Oral formulations of dapivirine have been evaluated in adults but not infants or children. In adults, the plasma dapivirine concentration observed at the maximum tolerated dose for oral treatment (300 mg twice daily for 14 days, with a mean Cmax of 2,286 ng/ml) is significantly higher than the level of dapivirine we observed here in breast milk (12). While orally administered dapivirine in healthy term infants may have similarly low bioavailability, the lipophilic nature of dapivirine and intermittently high lipid content of breast milk could impact infant drug exposure, which will be important to consider in future studies that include breastfeeding infants. In vitro metabolism studies have shown the main metabolic pathways for dapivirine to be slow oxidation and glucuronidation, processes that are immature in infants (12, 13). Additionally, pharmacokinetics in adults and infants are known to differ, including for NNRTIs (14). However, given the very low levels of dapivirine measured in breast milk in this study, it is unlikely that such exposure would be clinically significant.

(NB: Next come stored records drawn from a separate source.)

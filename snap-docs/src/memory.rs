use std::collections::HashMap;

use async_trait::async_trait;
use chrono::{DateTime, Duration, Utc};
use parking_lot::{Mutex, RwLock};

use crate::{Document, DocumentId, DocumentStore, Fields, ListQuery, StoreError, StoreResult};

/// Operations that can be made to fail on demand
#[derive(Debug, Clone, Copy, PartialEq, Eq, Hash)]
pub enum DocOp {
    Create,
    Update,
    Delete,
    Get,
    List,
}

#[derive(Default)]
struct Collections {
    docs: HashMap<String, HashMap<DocumentId, Document>>,
    last_stamp: Option<DateTime<Utc>>,
}

impl Collections {
    /// Strictly increasing timestamp so modification order is always observable
    fn stamp(&mut self) -> DateTime<Utc> {
        let now = Utc::now();
        let next = match self.last_stamp {
            Some(last) if now <= last => last + Duration::microseconds(1),
            _ => now,
        };
        self.last_stamp = Some(next);
        next
    }
}

/// In-process document store with fault injection for tests
#[derive(Default)]
pub struct MemoryDocumentStore {
    inner: RwLock<Collections>,
    faults: Mutex<HashMap<DocOp, u32>>,
}

impl MemoryDocumentStore {
    pub fn new() -> Self {
        Self::default()
    }

    /// Make the next call of `op` fail with a backend error
    pub fn fail_next(&self, op: DocOp) {
        self.fail_times(op, 1);
    }

    /// Make the next `times` calls of `op` fail with a backend error
    pub fn fail_times(&self, op: DocOp, times: u32) {
        *self.faults.lock().entry(op).or_insert(0) += times;
    }

    /// Number of documents in a collection
    pub fn count(&self, collection: &str) -> usize {
        self.inner
            .read()
            .docs
            .get(collection)
            .map(|c| c.len())
            .unwrap_or(0)
    }

    /// Read a document without going through the async contract
    pub fn snapshot(&self, collection: &str, id: &DocumentId) -> Option<Document> {
        self.inner
            .read()
            .docs
            .get(collection)
            .and_then(|c| c.get(id))
            .cloned()
    }

    fn take_fault(&self, op: DocOp) -> StoreResult<()> {
        let mut faults = self.faults.lock();
        match faults.get_mut(&op) {
            Some(remaining) if *remaining > 0 => {
                *remaining -= 1;
                Err(StoreError::backend(std::io::Error::new(
                    std::io::ErrorKind::Other,
                    format!("injected {op:?} failure"),
                )))
            }
            _ => Ok(()),
        }
    }
}

#[async_trait]
impl DocumentStore for MemoryDocumentStore {
    async fn create(&self, collection: &str, fields: Fields) -> StoreResult<Document> {
        self.take_fault(DocOp::Create)?;
        if collection.is_empty() {
            return Err(StoreError::invalid("collection name is empty"));
        }

        let mut inner = self.inner.write();
        let now = inner.stamp();
        let doc = Document {
            id: DocumentId::new(),
            collection: collection.to_string(),
            created_at: now,
            updated_at: now,
            fields,
        };
        inner
            .docs
            .entry(collection.to_string())
            .or_default()
            .insert(doc.id.clone(), doc.clone());
        Ok(doc)
    }

    async fn update(&self, collection: &str, id: &DocumentId, fields: Fields) -> StoreResult<Document> {
        self.take_fault(DocOp::Update)?;

        let mut inner = self.inner.write();
        let now = inner.stamp();
        let doc = inner
            .docs
            .get_mut(collection)
            .and_then(|c| c.get_mut(id))
            .ok_or_else(|| StoreError::not_found(collection, id.as_str()))?;

        for (key, value) in fields {
            doc.fields.insert(key, value);
        }
        doc.updated_at = now;
        Ok(doc.clone())
    }

    async fn delete(&self, collection: &str, id: &DocumentId) -> StoreResult<()> {
        self.take_fault(DocOp::Delete)?;
        if let Some(c) = self.inner.write().docs.get_mut(collection) {
            c.remove(id);
        }
        Ok(())
    }

    async fn get(&self, collection: &str, id: &DocumentId) -> StoreResult<Document> {
        self.take_fault(DocOp::Get)?;
        self.snapshot(collection, id)
            .ok_or_else(|| StoreError::not_found(collection, id.as_str()))
    }

    async fn list(&self, collection: &str, query: &ListQuery) -> StoreResult<Vec<Document>> {
        self.take_fault(DocOp::List)?;

        let inner = self.inner.read();
        let mut docs: Vec<Document> = inner
            .docs
            .get(collection)
            .map(|c| c.values().filter(|d| query.matches(d)).cloned().collect())
            .unwrap_or_default();
        docs.sort_by(|a, b| query.order.compare(a, b));

        let start = match &query.cursor {
            None => 0,
            Some(cursor) => {
                let exists = inner
                    .docs
                    .get(collection)
                    .map(|c| c.contains_key(cursor.id()))
                    .unwrap_or(false);
                if !exists {
                    return Err(StoreError::InvalidCursor {
                        collection: collection.to_string(),
                        cursor: cursor.to_string(),
                    });
                }
                // A cursor filtered out of the result set still has a position
                // in the total order; resume after where it would sort.
                docs.iter()
                    .position(|d| d.id == *cursor.id())
                    .map(|p| p + 1)
                    .unwrap_or_else(|| {
                        let anchor = &inner.docs[collection][cursor.id()];
                        docs.partition_point(|d| {
                            query.order.compare(d, anchor) != std::cmp::Ordering::Greater
                        })
                    })
            }
        };

        let end = match query.limit {
            Some(limit) => start.saturating_add(limit).min(docs.len()),
            None => docs.len(),
        };
        Ok(docs[start.min(end)..end].to_vec())
    }
}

This study had several notable strengths, including its high participant retention and procedure completion and use of sensitive validated assays for measurement of dapivirine. Both phase 3 trials of the dapivirine VR predefined as adherent those participants with plasma DPV concentrations of ≥95 pg/ml and residual levels of ≤23.5 mg of dapivirine in used rings (i.e., with >1.5 mg released) and found that the majority of participants met these criteria (2, 3). Thus, the blood dapivirine concentrations and analyses of residual drug in VR reported here suggest that the product was used consistently during the 14-day product use period for all 16 participants and that the amount of dapivirine released was consistent with that observed in recent efficacy trials.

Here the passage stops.